Pulmonary Alveolar Proteinosis Follow-up
- Author: Roger B Olade, MD, MPH; Chief Editor: Zab Mosenifar, MD more...
Further Inpatient Care
Inpatient care is uncommon in primary pulmonary alveolar proteinosis (PAP), except for concomitant superinfection or severe hypoxemia. Treatment of secondary PAP might require inpatient care and outpatient follow-up.
Further Outpatient Care
Patients usually improve dramatically with whole-lung lavage, but relapses may occur. Repeated lavage usually is necessary.
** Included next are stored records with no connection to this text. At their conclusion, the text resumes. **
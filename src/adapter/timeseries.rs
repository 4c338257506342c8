//! Candle series from the market data history endpoint.

use chrono::{Duration, TimeZone, Utc};
use tracing::debug;

use crate::api::{BrokerApi, ConId, HistoryResponse};
use crate::error::{ApiError, Result};
use crate::models::{Candle, TimePeriod, TimeSeries};

use super::IbkrAdapter;

/// Length given to every candle.
///
/// The requested bar size is not parsed yet, so sub-daily bars are labelled
/// as daily candles.
pub fn bar_length() -> Duration {
    Duration::hours(24)
}

impl<B: BrokerApi> IbkrAdapter<B> {
    /// Historical bars for a contract. `period` and `bar` are passed to the
    /// broker as-is (e.g. "1y", "1d").
    pub async fn get_timeseries(&self, con_id: ConId, period: &str, bar: &str) -> Result<TimeSeries> {
        let history = self
            .call(self.config.history, "market data history", || {
                self.broker.market_data_history(con_id, period, bar)
            })
            .await?;

        let series = build_timeseries(&history)?;
        debug!(con_id, period, bar, candles = series.len(), "Fetched timeseries");
        Ok(series)
    }
}

/// One candle per bar, in the order the broker sent them.
pub fn build_timeseries(history: &HistoryResponse) -> Result<TimeSeries> {
    let mut series = TimeSeries::new();

    for bar in &history.data {
        let start = Utc
            .timestamp_opt(bar.t, 0)
            .single()
            .ok_or_else(|| ApiError::InvalidField {
                endpoint: "/iserver/marketdata/history".to_string(),
                field: "t",
                value: bar.t.to_string(),
            })?;

        let mut candle = Candle::new(TimePeriod::new(start, bar_length()));
        candle.open_price = bar.o;
        candle.max_price = bar.h;
        candle.min_price = bar.l;
        candle.close_price = bar.c;
        candle.volume = bar.v;

        series.add_candle(candle);
    }

    Ok(series)
}
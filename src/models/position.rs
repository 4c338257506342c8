//! Position model representing an account's holding in one security.

use rust_decimal::Decimal;
use serde::{Deserialize, Serialize};

/// Current holding in a single security.
#[derive(Debug, Clone, PartialEq, Eq, Serialize, Deserialize)]
pub struct Position {
    /// Security identifier (ticker)
    pub security: String,

    /// Signed quantity held; negative for short positions
    pub amount: Decimal,

    /// Last known market price per unit
    pub price: Decimal,
}

impl Position {
    /// Create a new position.
    pub fn new(security: impl Into<String>, amount: Decimal, price: Decimal) -> Self {
        Self {
            security: security.into(),
            amount,
            price,
        }
    }

    /// Market value of the holding at the last known price.
    pub fn market_value(&self) -> Decimal {
        self.amount * self.price
    }

    /// Check if this is a short position.
    pub fn is_short(&self) -> bool {
        self.amount.is_sign_negative() && !self.amount.is_zero()
    }
}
Patients should have regular follow-up with a pulmonologist.
Deterrence/Prevention
Patients prone to alveolar proteinosis related to inhalation of inorganic dusts or insecticides should avoid further exposure.
Complications
The major complications are lung infections with N asteroides, Pneumocystis carinii, and/or Mycobacterium avium-intracellulare.[13]Pulmonary fibrosis and/or cor pulmonale also can complicate PAP.
Prognosis
The overall prognosis for primary PAP is very good, with achievement of complete remissions in many patients. Whole-lung lavage most often results in a dramatic response. Some patients require repeated lavages, and these patients usually progress to pulmonary fibrosis and have a poor outcome. Congenital PAP responds favorably to lung transplantation.